More than an “Éxodo,” an exodus, the title of the book’s first poem, Mariana Libertad Suárez sets out a post-apocalyptic inventory: the first verse is a verb, the verb estallar [to burst] conjugated in the second person, and immediately what has been saved is enumerated. Mariana enumerates what is small (objects and displays of affection), as if those few insignificant objects, surely battered, really matter; as if they had the necessary dignity to enter this reduced list of what is salvageable. With this endeavor, the author coins a hallmark in La naturaleza química de las emanaciones (Colección Lima Lee, 2020), her third collection of poems.

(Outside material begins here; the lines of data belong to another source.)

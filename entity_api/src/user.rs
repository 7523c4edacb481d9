use super::error::{EntityApiErrorKind, Error};
use chrono::Utc;
use entity::users::{ActiveModel, Column, Entity, Model};
use entity::Id;
use log::*;
use sea_orm::{entity::prelude::*, ConnectionTrait, Set};

pub async fn create(db: &impl ConnectionTrait, user_model: Model) -> Result<Model, Error> {
    debug!("New User Model to be inserted: {user_model:?}");

    let now = Utc::now();
    let user_active_model: ActiveModel = ActiveModel {
        external_id: Set(user_model.external_id),
        username: Set(user_model.username),
        display_name: Set(user_model.display_name),
        email: Set(user_model.email),
        avatar_url: Set(user_model.avatar_url),
        created_at: Set(now.into()),
        updated_at: Set(now.into()),
        ..Default::default()
    };

    Ok(user_active_model.insert(db).await?)
}

pub async fn find_by_id(db: &impl ConnectionTrait, id: Id) -> Result<Model, Error> {
    Entity::find_by_id(id).one(db).await?.ok_or_else(|| Error {
        source: None,
        error_kind: EntityApiErrorKind::RecordNotFound,
    })
}

pub async fn find_by_external_id(
    db: &impl ConnectionTrait,
    external_id: &str,
) -> Result<Option<Model>, Error> {
    Ok(Entity::find()
        .filter(Column::ExternalId.eq(external_id))
        .one(db)
        .await?)
}

pub async fn exists(db: &impl ConnectionTrait, id: Id) -> Result<bool, Error> {
    Ok(Entity::find_by_id(id).one(db).await?.is_some())
}
use axum::extract::{Path, State};
use axum::http::StatusCode;
use axum::response::IntoResponse;
use axum::Json;

use crate::controller::ApiResponse;
use crate::extractors::authenticated_user::AuthenticatedUser;
use crate::params::group_message::SendGroupMessageParams;
use crate::Error;
use domain::{group_message as GroupMessageApi, Id};
use log::*;
use service::AppState;

/// POST a message to a group conversation
#[utoipa::path(
    post,
    path = "/groups/{group_id}/messages",
    params(
        ("group_id" = String, Path, description = "Group to post to")
    ),
    request_body = SendGroupMessageParams,
    responses(
        (status = 201, description = "Successfully posted a new Group Message", body = domain::group_messages::Model),
        (status = 401, description = "Unauthorized"),
        (status = 403, description = "Not a member of the group"),
        (status = 422, description = "Unprocessable Entity"),
    ),
    security(
        ("bearer_auth" = [])
    )
)]
pub async fn create(
    AuthenticatedUser(user): AuthenticatedUser,
    State(app_state): State<AppState>,
    Path(group_id): Path<Id>,
    Json(params): Json<SendGroupMessageParams>,
) -> Result<impl IntoResponse, Error> {
    debug!("POST Group Message to {group_id} from {}", user.id);

    let message = GroupMessageApi::send(
        app_state.db_conn_ref(),
        &app_state.event_dispatcher,
        group_id,
        user.id,
        params.content,
    )
    .await?;

    Ok((
        StatusCode::CREATED,
        Json(ApiResponse::new(StatusCode::CREATED.into(), message)),
    ))
}

/// GET the messages of a group conversation
#[utoipa::path(
    get,
    path = "/groups/{group_id}/messages",
    params(
        ("group_id" = String, Path, description = "Group to read")
    ),
    responses(
        (status = 200, description = "Successfully retrieved the group's messages, oldest first", body = [domain::group_messages::Model]),
        (status = 401, description = "Unauthorized"),
        (status = 403, description = "Not a member of the group"),
    ),
    security(
        ("bearer_auth" = [])
    )
)]
pub async fn index(
    State(app_state): State<AppState>,
    Path(group_id): Path<Id>,
) -> Result<impl IntoResponse, Error> {
    debug!("GET Group Messages of {group_id}");

    let messages = GroupMessageApi::find_by_group(app_state.db_conn_ref(), group_id).await?;

    Ok(Json(ApiResponse::new(StatusCode::OK.into(), messages)))
}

If in this scenario there is only room for the remains, the wastes that were saved, we cannot expect an optimistic outlook. What can be required of it? Nothing festive, we can be sure of this; what we find is an evidently serious tone, in which fortitude is the only possible route. The poetic voice must speak with the tone of overcoming, of acceptance, the one that comes after mourning (not from an eighteenth-century duel to the death, with swords or firearms, but mourning in the face of the death of a loved one). And this is not mourning in the face of the physical loss of a single man or a single woman but a universal, cosmogonic, anthropological, geographical, global mourning: a holocaust, a volcanic tragedy (“procesos eruptivos” [eruptive processes] the author says, almost at the end of the book), a sidereal collision that puts an end to almost everything: “olemos la carne chamuscada después de la hecatombe” [we smell the scorched meat after the hecatomb].

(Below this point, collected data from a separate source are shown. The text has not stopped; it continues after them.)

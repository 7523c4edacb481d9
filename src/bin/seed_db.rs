use log::{error, info};
use service::{config::Config, logging::Logger};

#[tokio::main]
async fn main() {
    let config = Config::new();
    Logger::init_logger(&config as &Config);

    info!("Seeding database [{}]...", config.database_url());

    let db = match service::init_database(&config).await {
        Ok(db) => db,
        Err(e) => {
            error!("Failed to establish database connection: {e}");
            std::process::exit(1);
        }
    };

    if let Err(e) = entity_api::seed_database(&db).await {
        error!("Failed to seed database: {e}");
        std::process::exit(1);
    }

    info!("Database seeded");
}
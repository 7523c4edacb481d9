//! Typed request bodies for the endpoints that accept input.

pub(crate) mod group_message;
pub(crate) mod message;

Nothing seems to be left out, nothing is far from the radar of the eye that remembers and registers. This eye goes backwards and forwards, and prefers to go back centuries, to some year of Ancient Greece, among the spoils or ruinous remains of Troy: “en el fondo de mi glotis// consigue concatenar cien mil historias: los pasados, los encuentros, las singularidades moribundas, las pieles hasta entonces no creadas” [at the bottom of my glottis// it manages to concatenate a hundred thousand stories: the past, the encounters, the dying singularities, the skins uncreated hitherto]. It is the tragic scene of Aegeus on the cliff, in the face of the fatal confusion generated by the negligence of his son Theseus, who forgets to change the flag. Gods, demigods, heroes, characters from the cast of myth who never exhaust their possibilities of expression. It is a quarry that Mariana Libertad makes good use of: she takes advantage of some of these characters and takes advantage of the grave atmospheres that Greek tragedy, tragedy as a mother genre, can offer as a legacy. This gains greater emphasis when Mariana looks at the present from the metaphor: the Venezuelan migrant tragedy of this century or acts of gender violence, sufferings the poet has confronted over the course of her investigation.

Mariana’s language is cultured; she goes to cultural references that force the reader to be more attentive, to reread. Not only what is exposed in the poem but in the selection of certain words we only find in books, never in contexts of living speech. They are short poems of prudent opulence, or rather scholia, which, from the formal, act with free verse and go towards measured verse (as in the sonnet “Noviembre”).

This book has three sections, three elements of nature: Earth, Air, and Fire. Mariana leaves out the element of Water—we know not for what reasons, as if through this omission she wanted to avoid a flooded nexus.